Membudayakan sikap bijak dan adil, Salah satu perbuatan mulia yang dapat
diwujudkan dalam kehidupan sehari-hari baik kepada diri sendiri maupun kepada
orang lain adalah mampu bersikap bijak dan adil. Bijak dan adil dalam makna
yang sederhana adalah perbuatan yang benar-benar dilakukan penuh dengan
perhitungan, mawas diri, mau memahami apa yang dilakukan orang lain dan
proporsional (tidak berat sebelah). Perlu bagi kita di dalam masyarakat untuk
senantiasa mengembangkan budaya bijak dan adil dalam kerangka untuk mewujudkan
kehidupan yang saling menghormati harkat dan martabat orang lain, tidak
diskrimanatif, terbuka dan menjaga persatuan dan keutuhan lingkungan masyarakat
sekitar.
Equality
before the law berasal dari pengakuan terhadap individual freedom bertalian
dengan hal tersebut Thomas Jefferson menyatakan bahwa “that all men are created
equal” terutama dalam kaitannya dengan hak-hak dasar manusia. Pasal 27 ayat (1)
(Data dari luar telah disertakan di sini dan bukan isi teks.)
#[test]
fn empty_strings_count_as_missing() {
    let err = api().declare(entry("x", "/x").title("")).unwrap_err();
    assert!(matches!(err, Error::MissingOption { option: "title", .. }));
}

#[test]
fn null_scopes_accepted_and_omitted() {
    let mut api = api();
    api.declare(entry("open", "/open")).unwrap();
    let value = api.reference().to_value().unwrap();
    assert!(value["entries"][3].get("scopes").is_none());
}

#[test]
fn scopes_published_verbatim() {
    let mut api = api();
    let scopes = ScopeExpression::all_of([
        ScopeExpression::scope("queue:create-task:<taskId>"),
        ScopeExpression::scope("queue:scheduler-id:<schedulerId>"),
    ]);
    api.declare(
        EntryOptions::put("/task/:taskId")
            .name("createTask")
            .title("Create Task")
            .description("Create a new task")
            .category("Tasks")
            .scopes(scopes),
    )
    .unwrap();
    let value = api.reference().to_value().unwrap();
    assert_eq!(
        value["entries"][3]["scopes"],
        json!({"AllOf": ["queue:create-task:<taskId>", "queue:scheduler-id:<schedulerId>"]})
    );
}

#[test]
fn malformed_scope_template_rejected() {
    let err = api()
        .declare(entry("x", "/x").scopes(ScopeExpression::from_value(json!({"AllOf": "nope"}))))
        .unwrap_err();
    assert!(matches!(err, Error::InvalidScopeExpression { .. }));
}

struct RejectAll;

impl ScopeExpressionValidator for RejectAll {
    fn validate(&self, _expression: &ScopeExpression) -> bool {
        false
    }
}

#[test]
fn injected_scope_validator_is_consulted_for_non_null_scopes() {
    let mut api = ApiBuilder::with_scope_validator(descriptor(), Arc::new(RejectAll));
    let err = api.declare(entry("a", "/a").scopes("queue:a")).unwrap_err();
    assert!(matches!(err, Error::InvalidScopeExpression { .. }));
    // null scopes never reach the validator
    api.declare(entry("b", "/b")).unwrap();
}

#[test]
fn stability_defaults_and_validation() {
    let mut api = api();
    api.declare(entry("a", "/a")).unwrap();
    assert_eq!(api.entry("a").unwrap().stability(), Stability::Experimental);

    api.declare(entry("b", "/b").stability(Stability::Deprecated))
        .unwrap();
    assert_eq!(api.reference().entry("b").unwrap().stability, Stability::Deprecated);

    let err = api
        .declare(entry("c", "/c").stability_named("beta"))
        .unwrap_err();
    assert!(matches!(err, Error::InvalidStability { ref value, .. } if value == "beta"));
}

#[test]
fn get_with_input_is_method_schema_conflict() {
    let err = api()
        .declare(entry("x", "/x").input("foo.yaml"))
        .unwrap_err();
    assert!(matches!(err, Error::MethodSchemaConflict { .. }));
}

#[test]
fn schema_paths_normalized_and_flag_set() {
    let mut api = api();
    assert!(!api.requires_schemas());
    api.declare(
        EntryOptions::post("/x")
            .name("x")
            .title("t")
            .description("d")
            .category("c")
            .no_scopes()
            .input("foo.yaml")
            .output("bar.yml"),
    )
    .unwrap();
    let e = api.entry("x").unwrap();
    assert_eq!(e.input(), Some("v1/foo.json#"));
    assert_eq!(e.output(), Some(&Output::Schema("v1/bar.json#".to_owned())));
    assert!(api.requires_schemas());
}

#[test]
fn blob_output_does_not_require_schemas() {
    let mut api = api();
    api.declare(entry("artifact", "/artifact").blob_output())
        .unwrap();
    assert_eq!(api.entry("artifact").unwrap().output(), Some(&Output::Blob));
    assert!(!api.requires_schemas());
    assert_eq!(
        api.reference().entry("artifact").unwrap().output.as_deref(),
        Some("blob")
    );
}

#[test]
fn absolute_schema_url_rejected() {
    let err = api()
        .declare(entry("x", "/x").output("https://example.com/schemas/x.json"))
        .unwrap_err();
    match err {
        Error::InvalidSchemaPath { field, source, .. } => {
            assert_eq!(field, "output");
            assert!(matches!(source, SchemaPathError::AbsoluteUrl(_)));
        }
        other => panic!("unexpected error: {other}"),
    }
}

#[test]
fn route_params_extracted_in_order() {
    let mut api = api();
    api.declare(entry("act", "/object/:id/action/:param"))
        .unwrap();
    let e = api.entry("act").unwrap();
    assert_eq!(e.route_params(), ["id", "param"]);
    let r = api.reference();
    let published = r.entry("act").unwrap();
    assert_eq!(published.route, "/object/<id>/action/<param>");
    assert_eq!(published.args, vec!["id", "param"]);
}

#[test]
fn duplicate_route_param_rejected() {
    let err = api().declare(entry("x", "/a/:id/b/:id")).unwrap_err();
    assert!(matches!(
        err,
        Error::InvalidRoute {
            source: RouteError::DuplicateParameter { .. },
            ..
        }
    ));
}

#[test]
fn entry_params_override_service_defaults() {
    let d = ServiceDescriptor::builder()
        .title("t")
        .description("d")
        .service_name("svc")
        .api_version("v1")
        .param_pattern("taskId", "^[a-z]+$")
        .param_pattern("runId", "^[0-9]+$")
        .build()
        .unwrap();
    let mut api = ApiBuilder::new(d);
    api.declare(
        entry("x", "/task/:taskId/runs/:runId")
            .param("taskId", ParamValidator::predicate(|v| {
                (v.len() != 22).then(|| "taskId must be 22 characters".to_owned())
            })),
    )
    .unwrap();

    let params = api.entry("x").unwrap().params();
    assert!(params["taskId"].validate("abc").is_err());
    assert!(params["taskId"].validate("fN1SbArXTPSVFNUvaOlinQ").is_ok());
    assert!(params["runId"].validate("0").is_ok());
    assert!(params["runId"].validate("x").is_err());
}

#[test]
fn bad_validator_patterns_rejected() {
    let err = api()
        .declare(entry("x", "/x").query_pattern("limit", "[0-9"))
        .unwrap_err();
    assert!(matches!(err, Error::InvalidQueryValidator { ref key, .. } if key == "limit"));

    let err = api()
        .declare(entry("x", "/x/:id").param_pattern("id", "(unclosed"))
        .unwrap_err();
    assert!(matches!(err, Error::InvalidParamValidator { .. }));
}

#[test]
fn query_names_published_in_insertion_order() {
    let mut api = api();
    api.declare(
        entry("list", "/list")
            .query_pattern("continuationToken", "^.+$")
            .query_pattern("limit", "^[0-9]+$"),
    )
    .unwrap();
    assert_eq!(
        api.reference().entry("list").unwrap().query,
        vec!["continuationToken", "limit"]
    );
}

#[test]
#[allow(deprecated)]
fn defer_auth_rejected() {
    let err = api().declare(entry("x", "/x").defer_auth()).unwrap_err();
    assert!(matches!(
        err,
        Error::DeprecatedOptionUsed {
            option: "deferAuth",
            ..
        }
    ));
}

#[test]
fn unroutable_method_rejected() {
    let err = api()
        .declare(
            EntryOptions::new(http::Method::from_bytes(b"PURGE").unwrap(), "/x")
                .name("x")
                .title("t")
                .description("d")
                .category("c")
                .no_scopes(),
        )
        .unwrap_err();
    assert!(matches!(err, Error::InvalidMethod { ref method, .. } if method == "PURGE"));
    assert_eq!(err.entry(), Some("x"));
}

#[test]
fn unroutable_segments_rejected_at_declaration() {
    async fn noop() {}

    let mut api = api();
    for (name, route, segment) in [("files", "/files/*path", "*path"), ("dash", "/x/:-y", ":-y")] {
        let err = api
            .declare(entry(name, route).handler(noop))
            .unwrap_err();
        assert!(
            matches!(
                err,
                Error::InvalidRoute {
                    source: RouteError::UnroutableSegment { segment: ref s, .. },
                    ..
                } if s == segment
            ),
            "{route}: {err}"
        );
        assert_eq!(err.entry(), Some(name));
    }
    assert!(api.entry("files").is_none());
    assert!(api.reference().entry("dash").is_none());
}

#[test]
fn declare_all_reports_every_failure() {
    let mut api = api();
    let errs = api
        .declare_all([
            entry("a", "/a"),
            entry("a", "/a2"),
            entry("b", "/b").input("b.yml"),
            entry("c", "/c"),
        ])
        .unwrap_err();
    assert_eq!(errs.errors().len(), 2);
    assert!(matches!(errs.errors()[0], Error::DuplicateName { .. }));
    assert!(matches!(errs.errors()[1], Error::MethodSchemaConflict { .. }));
    assert!(api.entry("a").is_some());
    assert!(api.entry("c").is_some());
}

#[test]
fn reference_document_shape() {
    let mut api = api();
    api.declare(
        EntryOptions::get("/task/:taskId")
            .name("task")
            .title("Get Task Definition")
            .description("Fetch a task definition")
            .category("Tasks")
            .stability(Stability::Stable)
            .no_scopes()
            .output("task.yml"),
    )
    .unwrap();

    let value = api.reference().to_value().unwrap();
    assert_eq!(value["$schema"], "/schemas/common/api-reference-v0.json#");
    assert_eq!(value["title"], "Queue API");
    assert_eq!(value["description"], "The queue service");
    assert_eq!(value["serviceName"], "queue");
    assert_eq!(value["apiVersion"], "v1");
    assert_eq!(
        value["entries"][3],
        json!({
            "type": "function",
            "method": "get",
            "route": "/task/<taskId>",
            "query": [],
            "args": ["taskId"],
            "name": "task",
            "stability": "stable",
            "title": "Get Task Definition",
            "output": "v1/task.json#",
            "description": "Fetch a task definition",
            "category": "Tasks",
        })
    );
}

#[test]
fn reference_is_deterministic() {
    let build = || {
        let mut api = api();
        api.declare(entry("b", "/b").query_pattern("z", "x").query_pattern("a", "y"))
            .unwrap();
        api.declare(entry("a", "/a").scopes("queue:a")).unwrap();
        api.reference().to_json_pretty().unwrap()
    };
    assert_eq!(build(), build());
}

#[test]
fn descriptor_name_and_version_formats() {
    let build = |name: &str, version: &str| {
        ServiceDescriptor::builder()
            .title("t")
            .description("d")
            .service_name(name)
            .api_version(version)
            .build()
    };
    assert!(matches!(build("Foo", "v1"), Err(Error::InvalidFormat { .. })));
    assert!(build("foo-bar2", "v1").is_ok());
    assert!(matches!(build("foo", "1"), Err(Error::InvalidFormat { .. })));
    assert!(matches!(build("foo", "version1"), Err(Error::InvalidFormat { .. })));
}

#[test]
fn descriptor_error_codes() {
    let d = ServiceDescriptor::builder()
        .title("t")
        .description("d")
        .service_name("svc")
        .api_version("v1")
        .error_code("TooManyTasks", 429)
        .error_code("ResourceNotFound", 410)
        .build()
        .unwrap();
    assert_eq!(d.error_codes()["TooManyTasks"], 429);
    assert_eq!(d.error_codes()["ResourceNotFound"], 410);
    assert_eq!(d.error_codes()["InternalServerError"], 500);

    let bad = ServiceDescriptor::builder()
        .title("t")
        .description("d")
        .service_name("svc")
        .api_version("v1")
        .error_code("lowercase", 400)
        .build();
    assert!(matches!(bad, Err(Error::InvalidFormat { .. })));
}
UUD 1945 menyatakan bahwa segala warga negara bersamaan kedudukannya didalam
hukum dan pemerintahan dan wajib menjunjung hukum dan pemerintahan itu dengan
tidak ada kecualinya. Artinya, semua orang diperlakukan sama di depan hukum.
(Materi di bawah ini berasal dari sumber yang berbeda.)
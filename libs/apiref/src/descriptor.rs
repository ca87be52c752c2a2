//! Service-level identity and defaults.

use std::collections::BTreeMap;
use std::sync::LazyLock;

use indexmap::IndexMap;
use regex::Regex;

use crate::error::{Error, Result};
use crate::validator::ParamValidator;

#[allow(clippy::expect_used)] // good regex, it doesn't panic
static SERVICE_NAME: LazyLock<Regex> =
    LazyLock::new(|| Regex::new(r"^[a-z][a-z0-9_-]*$").expect("static regex should not panic"));

#[allow(clippy::expect_used)] // good regex, it doesn't panic
static API_VERSION: LazyLock<Regex> =
    LazyLock::new(|| Regex::new(r"^v[0-9]+$").expect("static regex should not panic"));

#[allow(clippy::expect_used)] // good regex, it doesn't panic
static ERROR_CODE: LazyLock<Regex> =
    LazyLock::new(|| Regex::new(r"^[A-Z][A-Za-z0-9]*$").expect("static regex should not panic"));

/// Error codes every service understands, merged under service overrides.
pub const DEFAULT_ERROR_CODES: &[(&str, u16)] = &[
    ("MalformedPayload", 400),
    ("InvalidRequestArguments", 400),
    ("InputValidationError", 400),
    ("InputError", 400),
    ("AuthenticationFailed", 401),
    ("InsufficientScopes", 403),
    ("ResourceNotFound", 404),
    ("RequestConflict", 409),
    ("ResourceExpired", 410),
    ("InputTooLarge", 413),
    ("InternalServerError", 500),
];

/// Validated service metadata shared by every entry of a registry.
#[derive(Debug, Clone)]
pub struct ServiceDescriptor {
    service_name: String,
    api_version: String,
    title: String,
    description: String,
    params: IndexMap<String, ParamValidator>,
    context: Vec<String>,
    error_codes: BTreeMap<String, u16>,
}

impl ServiceDescriptor {
    #[must_use]
    pub fn builder() -> ServiceDescriptorBuilder {
        ServiceDescriptorBuilder::default()
    }

    #[must_use]
    pub fn service_name(&self) -> &str {
        &self.service_name
    }

    #[must_use]
    pub fn api_version(&self) -> &str {
        &self.api_version
    }

    #[must_use]
    pub fn title(&self) -> &str {
        &self.title
    }

    #[must_use]
    pub fn description(&self) -> &str {
        &self.description
    }

    /// Default path parameter validators.
    #[must_use]
    pub fn params(&self) -> &IndexMap<String, ParamValidator> {
        &self.params
    }

    /// Context keys that must be supplied when the API is built.
    #[must_use]
    pub fn context(&self) -> &[String] {
        &self.context
    }

    /// Defaults merged with the service's own error codes.
    #[must_use]
    pub fn error_codes(&self) -> &BTreeMap<String, u16> {
        &self.error_codes
    }
}

/// Builder for [`ServiceDescriptor`]; validation happens in [`Self::build`].
#[derive(Debug, Default)]
#[must_use]
pub struct ServiceDescriptorBuilder {
    service_name: Option<String>,
    api_version: Option<String>,
    title: Option<String>,
    description: Option<String>,
    params: IndexMap<String, ParamValidator>,
    context: Vec<String>,
    error_codes: Vec<(String, u16)>,
    invalid_params: Vec<(String, String)>,
}

impl ServiceDescriptorBuilder {
    pub fn service_name(mut self, name: impl Into<String>) -> Self {
        self.service_name = Some(name.into());
        self
    }

    pub fn api_version(mut self, version: impl Into<String>) -> Self {
        self.api_version = Some(version.into());
        self
    }

    pub fn title(mut self, title: impl Into<String>) -> Self {
        self.title = Some(title.into());
        self
    }

    pub fn description(mut self, description: impl Into<String>) -> Self {
        self.description = Some(description.into());
        self
    }

    /// Default validator for a path parameter, used by every entry that does
    /// not declare its own.
    pub fn param(mut self, name: impl Into<String>, validator: ParamValidator) -> Self {
        self.params.insert(name.into(), validator);
        self
    }

    /// Default pattern for a path parameter. Compile errors surface from
    /// [`Self::build`].
    pub fn param_pattern(mut self, name: impl Into<String>, pattern: &str) -> Self {
        let name = name.into();
        match ParamValidator::pattern(pattern) {
            Ok(v) => {
                self.params.insert(name, v);
            }
            Err(e) => self.invalid_params.push((name, e.to_string())),
        }
        self
    }

    pub fn context_key(mut self, key: impl Into<String>) -> Self {
        self.context.push(key.into());
        self
    }

    pub fn error_code(mut self, code: impl Into<String>, status: u16) -> Self {
        self.error_codes.push((code.into(), status));
        self
    }

    /// Validate and freeze the descriptor.
    ///
    /// # Errors
    /// Returns [`Error::MissingOption`] for absent metadata,
    /// [`Error::InvalidFormat`] for malformed names, versions or error codes
    /// and [`Error::InvalidParamValidator`] for uncompilable default patterns.
    pub fn build(self) -> Result<ServiceDescriptor> {
        let title = required(self.title, "title")?;
        let description = required(self.description, "description")?;
        let service_name = required(self.service_name, "serviceName")?;
        let api_version = required(self.api_version, "apiVersion")?;

        if !SERVICE_NAME.is_match(&service_name) {
            return Err(Error::InvalidFormat {
                what: "api serviceName",
                value: service_name,
            });
        }
        if !API_VERSION.is_match(&api_version) {
            return Err(Error::InvalidFormat {
                what: "apiVersion",
                value: api_version,
            });
        }

        if let Some((key, reason)) = self.invalid_params.into_iter().next() {
            return Err(Error::InvalidParamValidator {
                entry: None,
                key,
                reason,
            });
        }

        let mut error_codes: BTreeMap<String, u16> = DEFAULT_ERROR_CODES
            .iter()
            .map(|(code, status)| ((*code).to_owned(), *status))
            .collect();
        error_codes.extend(self.error_codes);
        for (code, status) in &error_codes {
            if !ERROR_CODE.is_match(code) {
                return Err(Error::InvalidFormat {
                    what: "error code",
                    value: code.clone(),
                });
            }
            if !(100..=599).contains(status) {
                return Err(Error::InvalidFormat {
                    what: "HTTP status code",
                    value: format!("{code}={status}"),
                });
            }
        }

        Ok(ServiceDescriptor {
            service_name,
            api_version,
            title,
            description,
            params: self.params,
            context: self.context,
            error_codes,
        })
    }
}

fn required(value: Option<String>, option: &'static str) -> Result<String> {
    value
        .filter(|v| !v.is_empty())
        .ok_or_else(|| Error::missing(None, option))
}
Dengan demikian konsep Equality before the Law telah diintodusir dalam
konstitusi, suatu pengakuan tertinggi dalam sistem peraturan perundang-undangan
di tanah air.
Ironisnya
dalam prakteknya hukum di Indonesia masih diskriminatif, equality before the
law tidak diterapkan secara equal bahkan seringkali diabaikan, kepentingan
kelompok tertentu lebih mengedepan dibandingkan kepentingan publik.
Pengingkaran terhadap
konsep ini kian marak terjadi, sebagai ilustrasi, sebutlah misalnya kasus KPU
(Suara Karya 2005) , dimana hanya Nazaruddin dan Mulyana W Kusumah yang
dituntut di pengadilan. Sementara mereka yang turut memutus pembagian kerja
pengadaan barang-barang keperluan pemilu dalam rapat paripurna KPU tidak
diperlakukan sama di hadapan hukum. Kalau begitu, bagaimana asas persamaan di
hadapan hukum? Padahal arti persamaan di hadapan hukum (equality before the
law) adalah untuk perkara (tindak pidana) yang sama. Dalam kenyataan, tidak ada
perlakuan yang sama (equal treatment), dan itu menyebabkan hak-hak individu
dalam memperoleh keadilan (access to justice) terabaikan. Perlakuan berbeda
dalam perkara KPU, karena ada yang tidak dituntut, menyebabkan pengabaian
terhadap kebebasan individu. Ini berarti, kepastian hukum terabaikan. Dalam
konsep equality before the law, hakim harus bertindak seimbang dalam memimpin
sidang di pengadilan – biasa disebut sebagai prinsip audi et alteram partem(5).
Kemudian
dalam UUD 45 terdapat 4 pokok pasal yang menyangkut tentang hak asasi manusia.
Empat
pokok hak-hak asasi dalam empat pasal UUD 1945 adalah sebagai berikut:
1. Pada
pasal 27 ayat 1 menetapkan bahwa:” Segala Warga Negara bersamaan kedudukannya
di dalam Hukum dan Pemerintahan dan Wajib menjunjung hukum dan pemerintahan itu
dengan tidak ada kecualinya.”
2. Pada
pasal 28 bahwa “kemerdekaan berserikat dan berkumpul, mngeluarkan pikiran
dengan lisan dan tulisan dan sebagainya ditetapkan oleh Undang-Undang.”
3. Pada
pasal 29 ayat 2 bahwa “Negara menjamin kemerdekaan tiap-tiap penduduk untuk
memeluk agamanya masing-masing dan untuk beribadat menurut agamanya dan
kepercayaannya itu.”
4. Pada pasal 31: (1)
“Tiap-tiap warga Negara berhak mendapat pengajaran” dan (2)”Pemerintah
mengusahakan dan menyelenggarakan suatu system pengajaran nasional, yang diatur
dengan undang-undang.”(6)
Dalam masyarakat tertentu
ada sebagian penduduk ikut terlibat dalam kepemimpinan, sebaliknya dalam
masyarakat tertentu penduduk tidak diikut sertakan. Dalam pengertian umumelite menunjukkan sekelompok orang yang dalam
masyarakat menempati kedudukan tinggi. Dalam arti lebih khusus lagi elite
adalah sekelompok orang terkemuka di bidang-bidang tertentu dan khususnya
golongan kecil yang memegang kekuasaan.
Dalam cara pemakaiannya
yang lebih umum elite dimaksudkan : “ posisi di dalam masyarakat di puncak
struktur struktur sosial yang terpenting, yaitu posisi tinggi di dalam ekonomi,
pemerintahan, aparat kemiliteran, politik, agama, pengajaran, dan pekerjaan-pekerjaan
dinas.” Tipe masyarakat dan sifat kebudayaan sangat menentukan watak elite.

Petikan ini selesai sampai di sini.